Futuristic shopping experiences have long been bought to life by Hollywood. But how many of these experiences are already with us, and which are still to come? Unfortunately, we’re not all using floating chairs like the humans in Wall-E. However, we can already buy goods and products from the comfort of our non-floating chairs as they do in the movie.
While the experience of Tom Cruise in Minority Report walking through a futuristic shopping mall where facial recognition technology and retinal scans enable targeted advertisement and customised, personalised services in stores by virtual reality assistants may still be a long way off, many of the technologies shown in Minority Report actually do already exist today.
For example, facial recognition technologies and the customisation of marketing and personalisation of services using real time consumer data. Even personalised advertisement in shopping centres is now a possibility. This was shown with a recent Battersea Dogs Home campaign where RFID technology enabled shoppers to be followed around a shopping mall by an animated dog on screens. According to research by CSC, 30% of retailers are already using facial recognition software to track the way consumers are moving around stores. Perhaps it won’t be too long until we have moving adverts billboards in stores that change depending on the likes and dislikes of individual walking by based on real time data being shared and collected by retailers and advertisers.

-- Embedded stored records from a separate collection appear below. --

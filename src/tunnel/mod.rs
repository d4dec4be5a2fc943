//! Live tunnel to the bridge.
//!
//! - [`transport::WsTransport`]: the WebSocket connection itself.
//! - [`queue::OutboundQueue`]: frames held back while disconnected.
//! - [`client`]: wires the transport into the recovery engine and runs the
//!   event loop.

pub mod client;
pub mod queue;
pub mod transport;

use std::sync::{Mutex, PoisonError};

use async_trait::async_trait;
use tracing::info;

use crate::errors::AuthError;
use crate::traits::AuthProvider;

pub use client::{assemble, build, TunnelClient, TunnelHandle};

type TokenSource = Box<dyn Fn() -> Option<String> + Send + Sync>;

/// Bearer token taken from configuration. Refresh re-reads `TUNLINK_TOKEN`,
/// so an operator can rotate the token without restarting the agent.
pub struct StaticTokenAuth {
    token: Mutex<String>,
    source: TokenSource,
}

impl StaticTokenAuth {
    pub fn new(token: impl Into<String>) -> Self {
        Self::with_source(token, Box::new(|| std::env::var("TUNLINK_TOKEN").ok()))
    }

    pub fn with_source(token: impl Into<String>, source: TokenSource) -> Self {
        Self {
            token: Mutex::new(token.into()),
            source,
        }
    }
}

#[async_trait]
impl AuthProvider for StaticTokenAuth {
    async fn current_token(&self) -> Result<String, AuthError> {
        let token = self
            .token
            .lock()
            .unwrap_or_else(PoisonError::into_inner)
            .clone();
        if token.is_empty() {
            return Err(AuthError::Missing);
        }
        Ok(token)
    }

    async fn refresh_token(&self) -> Result<String, AuthError> {
        let fresh = (self.source)()
            .filter(|t| !t.trim().is_empty())
            .ok_or_else(|| AuthError::RefreshFailed("TUNLINK_TOKEN is not set".to_string()))?;
        info!("Reloaded tunnel token");
        *self.token.lock().unwrap_or_else(PoisonError::into_inner) = fresh.clone();
        Ok(fresh)
    }
}

#[cfg(test)]
mod tests {
    use super::*;

    #[tokio::test]
    async fn empty_token_is_missing() {
        let auth = StaticTokenAuth::with_source("", Box::new(|| None));
        assert_eq!(auth.current_token().await, Err(AuthError::Missing));
        assert!(matches!(
            auth.refresh_token().await,
            Err(AuthError::RefreshFailed(_))
        ));
    }

    #[tokio::test]
    async fn refresh_replaces_token() {
        let auth = StaticTokenAuth::with_source("old", Box::new(|| Some("rotated".into())));
        assert_eq!(auth.current_token().await.unwrap(), "old");
        assert_eq!(auth.refresh_token().await.unwrap(), "rotated");
        assert_eq!(auth.current_token().await.unwrap(), "rotated");
    }
}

Given that many of these technologies already exist today, it seems that the way we will shop in the future will be shaped by the increasing convergence and interconnection between emerging technologies. Technologies including advanced fintech, augmented reality and virtual reality, facial recognition, big data analytics, cloud computing, artificial intelligence (AI) and the Internet of Things (IoT).
The opportunities for retailers will not just lie in advertising and marketing to consumers but across the whole retail supply chain. For example cloud enabled block chain technology could be used to digitally manage and pay for orders between producers of raw materials and product manufacturers. Within factories we could see AI-enabled robotics produce customised products based on the real-time analysis of data collected from consumers and orders received via IoT devices within the home. This could help manufacturers increase operational efficiency and reduce costs by producing only what is required. While we are already used to tracking orders using RFID and GPS technology, orders could soon be distributed direct to consumers by driverless lorries and drones that customers can track and even redirect on route to ensure goods and products are delivered when and where they are needed. Imagine no longer being trapped at home tracking a parcel online that may arrive between 8am and 8pm!
If these are the opportunities that could exist for producers, manufacturer, distributors, retailers and consumers in the very near future the questions then becomes how do we move forward and enable this future? If we will be able to visit and walk around a shop using VR from our living rooms, receive recommendations and personalised customer services from a humanised AI bot based on data we choose to share with our favourite retailers what will this mean for retailers? Given this vision of shopping in the future may seem exciting to some and perhaps uncomfortable for others, how do we bring consumers along with retailers on the next wave of our retail digital revolution?
With the increasing role data will play in the real time delivery of personalised and customised goods and services it is important that consumers feel confident to share their data. Ensuring personal information is handled in an appropriate and transparent will be key to maintaining consumer privacy and building a culture of data confidence that will enable the retail sector to realise the full opportunities that advanced technologies have to offer.
It was not that long ago the discussion around technology and shopping, or eCommerce as it was once known, centred around which retail business model would win in the battle between online and the bricks and mortar of the high street. The rise of the multichannel mobile shopping experience has shown that there is room in consumers' lives for both internet shopping and high street browsing. This discussion needs to move on and consider what will be the key future technologies that will change the way we will shop in the future.